▶ TO DO
Say how many lines in the records hold the word "extend", and give nothing but that number.

(Records from a dataset)

* * *

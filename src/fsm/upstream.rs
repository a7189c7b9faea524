// SPDX-License-Identifier: Apache-2.0 OR MIT
//! Upstream Graft/Prune state machine.
//!
//! One machine per (S,G), meaningful only on the current RPF (interface,
//! neighbor) pair. Transitions are driven by olist emptiness, GraftAcks,
//! overheard Joins/Prunes on the RPF link, and RPF changes.

use std::net::Ipv4Addr;
use std::time::{Duration, Instant};

use crate::timers::{TimerRequest, TimerType};
use crate::SourceGroupPair;

/// Upstream state toward the RPF neighbor
#[derive(Debug, Clone, Copy, PartialEq, Eq, Default)]
pub enum GraftPruneState {
    /// Traffic flows; nothing has been pruned upstream
    #[default]
    Forwarding,
    /// We pruned ourselves off the tree
    Pruned,
    /// Graft sent, waiting for the GraftAck
    AckPending,
}

/// Message the engine should send toward RPF'(S,G)
#[derive(Debug, Clone, Copy, PartialEq, Eq)]
pub enum UpstreamSend {
    Join,
    Prune,
    Graft,
}

/// Side effects of one upstream transition. The engine applies `cancels`
/// before `timers`.
#[derive(Debug, Default)]
pub struct UpstreamActions {
    pub send: Option<UpstreamSend>,
    pub timers: Vec<TimerRequest>,
    pub cancels: Vec<TimerType>,
}

#[derive(Debug)]
pub struct UpstreamMachine {
    pub sg: SourceGroupPair,
    pub state: GraftPruneState,
    /// RPF validity pair; state is meaningful only while this matches the
    /// cache
    pub rpf: Option<(crate::InterfaceId, Ipv4Addr)>,
    /// Prune rate limit: no further upstream Prune until this instant
    prune_limit_until: Option<Instant>,
    /// Whether an override timer is armed; it is never restarted while
    /// running, so repeated overheard Prunes cannot postpone the Join
    override_pending: bool,
}

impl UpstreamMachine {
    pub fn new(sg: SourceGroupPair) -> Self {
        Self {
            sg,
            state: GraftPruneState::Forwarding,
            rpf: None,
            prune_limit_until: None,
            override_pending: false,
        }
    }

    fn graft_retry_type(&self) -> TimerType {
        TimerType::GraftRetry { sg: self.sg }
    }

    fn override_type(&self) -> TimerType {
        TimerType::Override { sg: self.sg }
    }

    fn prune_limit_type(&self, interface: crate::InterfaceId) -> TimerType {
        TimerType::PruneLimit {
            interface,
            sg: self.sg,
        }
    }

    /// Whether the prune rate limit window is closed
    pub fn can_send_prune(&self, now: Instant) -> bool {
        self.prune_limit_until.map(|until| now >= until).unwrap_or(true)
    }

    fn prune_actions(&mut self, t_limit: Duration, now: Instant) -> UpstreamActions {
        let Some((interface, _)) = self.rpf else {
            return UpstreamActions::default();
        };
        self.prune_limit_until = Some(now + t_limit);
        UpstreamActions {
            send: Some(UpstreamSend::Prune),
            timers: vec![TimerRequest {
                timer_type: self.prune_limit_type(interface),
                fire_at: now + t_limit,
                replace_existing: false,
            }],
            cancels: Vec::new(),
        }
    }

    /// The olist was recomputed. Transitions follow emptiness; a directly
    /// attached source never prunes upstream (there is no upstream).
    pub fn olist_changed(
        &mut self,
        olist_empty: bool,
        directly_connected: bool,
        t_limit: Duration,
        graft_retry: Duration,
        now: Instant,
    ) -> UpstreamActions {
        match (self.state, olist_empty) {
            (GraftPruneState::Forwarding, true) if !directly_connected => {
                self.state = GraftPruneState::Pruned;
                self.prune_actions(t_limit, now)
            }
            (GraftPruneState::Pruned, false) => {
                self.state = GraftPruneState::AckPending;
                let mut actions = UpstreamActions {
                    send: Some(UpstreamSend::Graft),
                    timers: vec![TimerRequest {
                        timer_type: self.graft_retry_type(),
                        fire_at: now + graft_retry,
                        replace_existing: false,
                    }],
                    cancels: Vec::new(),
                };
                if let Some((interface, _)) = self.rpf {
                    actions.cancels.push(self.prune_limit_type(interface));
                }
                self.prune_limit_until = None;
                actions
            }
            (GraftPruneState::AckPending, true) => {
                self.state = GraftPruneState::Pruned;
                let mut actions = self.prune_actions(t_limit, now);
                actions.cancels.push(self.graft_retry_type());
                actions
            }
            _ => UpstreamActions::default(),
        }
    }

    /// GraftAck addressed to us from the RPF neighbor
    pub fn graft_ack_received(&mut self, from: Ipv4Addr) -> Option<UpstreamActions> {
        let rpf_neighbor = self.rpf.map(|(_, n)| n)?;
        if self.state != GraftPruneState::AckPending || from != rpf_neighbor {
            return None;
        }
        self.state = GraftPruneState::Forwarding;
        Some(UpstreamActions {
            send: None,
            timers: Vec::new(),
            cancels: vec![self.graft_retry_type()],
        })
    }

    /// No GraftAck within the retry period; send the Graft again
    pub fn graft_retry_expired(
        &mut self,
        graft_retry: Duration,
        now: Instant,
    ) -> Option<UpstreamActions> {
        if self.state != GraftPruneState::AckPending {
            return None;
        }
        Some(UpstreamActions {
            send: Some(UpstreamSend::Graft),
            timers: vec![TimerRequest {
                timer_type: self.graft_retry_type(),
                fire_at: now + graft_retry,
                replace_existing: false,
            }],
            cancels: Vec::new(),
        })
    }

    /// Overheard another router's Join to our RPF neighbor: our pending
    /// override (if any) is redundant
    pub fn seen_join(&mut self) -> Vec<TimerType> {
        self.override_pending = false;
        vec![self.override_type()]
    }

    /// Overheard another router's Prune toward our RPF neighbor while we
    /// still want traffic. On shared media, arm the randomized override
    /// window (`override_delay` is caller-drawn) unless one is already
    /// running; on point-to-point links there is no prune/join storm to
    /// damp, so answer immediately.
    pub fn seen_prune(
        &mut self,
        shared_medium: bool,
        override_delay: Duration,
        now: Instant,
    ) -> UpstreamActions {
        if !matches!(
            self.state,
            GraftPruneState::Forwarding | GraftPruneState::AckPending
        ) {
            return UpstreamActions::default();
        }
        if shared_medium {
            if self.override_pending {
                return UpstreamActions::default();
            }
            self.override_pending = true;
            UpstreamActions {
                send: None,
                timers: vec![TimerRequest {
                    timer_type: self.override_type(),
                    fire_at: now + override_delay,
                    replace_existing: false,
                }],
                cancels: Vec::new(),
            }
        } else {
            UpstreamActions {
                send: Some(UpstreamSend::Join),
                timers: Vec::new(),
                cancels: Vec::new(),
            }
        }
    }

    /// Override window closed without seeing another router's Join
    pub fn override_expired(&mut self) -> Option<UpstreamSend> {
        self.override_pending = false;
        matches!(
            self.state,
            GraftPruneState::Forwarding | GraftPruneState::AckPending
        )
        .then_some(UpstreamSend::Join)
    }

    /// The prune rate-limit window closed
    pub fn prune_limit_expired(&mut self) {
        self.prune_limit_until = None;
    }

    /// The RPF cache moved to a new (interface, neighbor) pair. Timers
    /// bound to the old pair are cancelled and the machine re-enters the
    /// state the new olist dictates.
    pub fn rpf_changed(
        &mut self,
        new_rpf: (crate::InterfaceId, Ipv4Addr),
        olist_empty: bool,
        directly_connected: bool,
        t_limit: Duration,
        graft_retry: Duration,
        now: Instant,
    ) -> UpstreamActions {
        let mut cancels = vec![self.graft_retry_type(), self.override_type()];
        if let Some((old_interface, _)) = self.rpf {
            cancels.push(self.prune_limit_type(old_interface));
        }
        self.prune_limit_until = None;
        self.override_pending = false;
        self.rpf = Some(new_rpf);

        if directly_connected {
            self.state = GraftPruneState::Forwarding;
            return UpstreamActions {
                send: None,
                timers: Vec::new(),
                cancels,
            };
        }

        if olist_empty {
            self.state = GraftPruneState::Pruned;
            let mut actions = self.prune_actions(t_limit, now);
            actions.cancels = cancels;
            actions
        } else {
            self.state = GraftPruneState::AckPending;
            UpstreamActions {
                send: Some(UpstreamSend::Graft),
                timers: vec![TimerRequest {
                    timer_type: self.graft_retry_type(),
                    fire_at: now + graft_retry,
                    replace_existing: false,
                }],
                cancels,
            }
        }
    }

    /// A State-Refresh arrived on the RPF interface. With the prune bit
    /// set while we are Pruned the upstream prune is already represented;
    /// with it clear and an empty olist we must re-announce our prune,
    /// subject to the rate limit.
    pub fn refresh_received(
        &mut self,
        prune_indicator: bool,
        olist_empty: bool,
        t_limit: Duration,
        now: Instant,
    ) -> UpstreamActions {
        if self.state != GraftPruneState::Pruned || prune_indicator || !olist_empty {
            return UpstreamActions::default();
        }
        if !self.can_send_prune(now) {
            return UpstreamActions::default();
        }
        // Re-announce; the limit timer may still be armed from the
        // original prune, so replace it.
        let Some((interface, _)) = self.rpf else {
            return UpstreamActions::default();
        };
        self.prune_limit_until = Some(now + t_limit);
        UpstreamActions {
            send: Some(UpstreamSend::Prune),
            timers: vec![TimerRequest {
                timer_type: self.prune_limit_type(interface),
                fire_at: now + t_limit,
                replace_existing: true,
            }],
            cancels: Vec::new(),
        }
    }
}
// SPDX-License-Identifier: Apache-2.0 OR MIT
//! Outgoing-interface-list computation.
//!
//! The olist is a pure function of the neighbor table, downstream prune
//! state, local membership, lost-assert set, and administrative boundaries:
//!
//! ```text
//! immediate_olist(S,G) = ( pim_nbrs - prunes(S,G) )
//!                      U ( include(*,G) - exclude(S,G) )
//!                      U include(S,G)
//!                      - lost_assert(S,G) - boundary(G)
//! olist(S,G) = immediate_olist(S,G) - { RPF_interface(S) }
//! ```

use std::collections::{BTreeSet, HashMap};
use std::net::Ipv4Addr;

use crate::{InterfaceId, SourceGroupPair};

/// Local receiver membership, fed by manual registration rather than IGMP.
/// `include(*,G)` admits every source of a group; `exclude(S,G)` carves a
/// source out of a wildcard membership; `include(S,G)` admits one source.
#[derive(Debug, Default)]
pub struct LocalMembership {
    include_any: HashMap<Ipv4Addr, BTreeSet<InterfaceId>>,
    include: HashMap<SourceGroupPair, BTreeSet<InterfaceId>>,
    exclude: HashMap<SourceGroupPair, BTreeSet<InterfaceId>>,
}

impl LocalMembership {
    pub fn new() -> Self {
        Self::default()
    }

    /// Register a receiver on `interface`; `source == None` is (*,G)
    pub fn register(&mut self, source: Option<Ipv4Addr>, group: Ipv4Addr, interface: InterfaceId) {
        match source {
            None => {
                self.include_any.entry(group).or_default().insert(interface);
            }
            Some(source) => {
                self.include
                    .entry(SourceGroupPair::new(source, group))
                    .or_default()
                    .insert(interface);
            }
        }
    }

    /// Remove a previously registered receiver
    pub fn unregister(
        &mut self,
        source: Option<Ipv4Addr>,
        group: Ipv4Addr,
        interface: InterfaceId,
    ) {
        match source {
            None => {
                if let Some(set) = self.include_any.get_mut(&group) {
                    set.remove(&interface);
                    if set.is_empty() {
                        self.include_any.remove(&group);
                    }
                }
            }
            Some(source) => {
                let sg = SourceGroupPair::new(source, group);
                if let Some(set) = self.include.get_mut(&sg) {
                    set.remove(&interface);
                    if set.is_empty() {
                        self.include.remove(&sg);
                    }
                }
            }
        }
    }

    /// Exclude one source from a wildcard membership on `interface`
    pub fn exclude(&mut self, sg: SourceGroupPair, interface: InterfaceId) {
        self.exclude.entry(sg).or_default().insert(interface);
    }

    /// Undo an exclusion
    pub fn unexclude(&mut self, sg: SourceGroupPair, interface: InterfaceId) {
        if let Some(set) = self.exclude.get_mut(&sg) {
            set.remove(&interface);
            if set.is_empty() {
                self.exclude.remove(&sg);
            }
        }
    }

    fn include_any_for(&self, group: Ipv4Addr) -> BTreeSet<InterfaceId> {
        self.include_any.get(&group).cloned().unwrap_or_default()
    }

    fn include_for(&self, sg: SourceGroupPair) -> BTreeSet<InterfaceId> {
        self.include.get(&sg).cloned().unwrap_or_default()
    }

    fn exclude_for(&self, sg: SourceGroupPair) -> BTreeSet<InterfaceId> {
        self.exclude.get(&sg).cloned().unwrap_or_default()
    }

    /// Whether any receiver (wildcard or source-specific) wants (S,G) on
    /// `interface`
    pub fn wants(&self, sg: SourceGroupPair, interface: InterfaceId) -> bool {
        if self.include_for(sg).contains(&interface) {
            return true;
        }
        self.include_any_for(sg.group).contains(&interface)
            && !self.exclude_for(sg).contains(&interface)
    }
}

/// Non-membership inputs to the olist computation, borrowed from the
/// engine's state tables for one evaluation.
#[derive(Debug, Clone, Copy)]
pub struct OlistInputs<'a> {
    /// Interfaces with at least one live PIM neighbor
    pub pim_nbrs: &'a BTreeSet<InterfaceId>,
    /// Interfaces currently Pruned downstream for this (S,G)
    pub prunes: &'a BTreeSet<InterfaceId>,
    /// Interfaces on which we lost an Assert for this (S,G)
    pub lost_assert: &'a BTreeSet<InterfaceId>,
    /// Administrative boundary interfaces for this group
    pub boundary: &'a BTreeSet<InterfaceId>,
}

/// The olist before RPF removal
pub fn immediate_olist(
    sg: SourceGroupPair,
    membership: &LocalMembership,
    inputs: OlistInputs<'_>,
) -> BTreeSet<InterfaceId> {
    let neighbor_part: BTreeSet<InterfaceId> =
        inputs.pim_nbrs.difference(inputs.prunes).copied().collect();
    let wildcard_part: BTreeSet<InterfaceId> = membership
        .include_any_for(sg.group)
        .difference(&membership.exclude_for(sg))
        .copied()
        .collect();

    let mut set = neighbor_part;
    set.extend(wildcard_part);
    set.extend(membership.include_for(sg));
    set.retain(|interface| {
        !inputs.lost_assert.contains(interface) && !inputs.boundary.contains(interface)
    });
    set
}

/// The forwarding set: the immediate olist minus the RPF interface
pub fn olist(
    sg: SourceGroupPair,
    membership: &LocalMembership,
    inputs: OlistInputs<'_>,
    rpf_interface: Option<InterfaceId>,
) -> BTreeSet<InterfaceId> {
    let mut set = immediate_olist(sg, membership, inputs);
    if let Some(rpf) = rpf_interface {
        set.remove(&rpf);
    }
    set
}
// SPDX-License-Identifier: Apache-2.0 OR MIT
//! Event dispatch: the single-threaded protocol engine.
//!
//! The engine consumes one event at a time (a decoded control packet, a
//! data-packet notification, or a timer expiry) and runs the affected
//! state machines to completion. It performs no I/O itself: every handler
//! returns an [`EngineActions`] bundle of timer requests, cancellations,
//! outgoing packets, and data forwards for the runtime to apply.
//! Cancellations are applied before timer requests.

use std::collections::{BTreeSet, HashMap};
use std::net::Ipv4Addr;
use std::time::{Duration, Instant};

use rand::rngs::SmallRng;
use rand::{Rng, SeedableRng};
use serde::Serialize;

use crate::config::{PimDmConfig, PimInterfaceConfig};
use crate::forwarding::{self, ForwardDecision};
use crate::fsm::{AssertMetric, AssertOutcome, AssertState, SgStore};
use crate::fsm::{GraftPruneState, UpstreamActions, UpstreamSend};
use crate::logging::{Facility, Logger};
use crate::messages::{
    AssertMessage, HelloMessage, JoinPruneMessage, PimMessage, StateRefreshMessage,
};
use crate::neighbors::{HelloOutcome, NeighborManager, NeighborSummary};
use crate::olist::{self, LocalMembership, OlistInputs};
use crate::rib::{MulticastEntry, RoutingMulticastTable, RpfChange, RpfEntry, UnicastRib};
use crate::timers::{TimerRequest, TimerType};
use crate::{log_debug, log_info, log_notice, log_warning};
use crate::{DataForward, InterfaceId, OutgoingPacket, PacketEnvelope, ProtocolError, SourceGroupPair};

* * *

▶ RESPONSE TO THE EXERCISE
2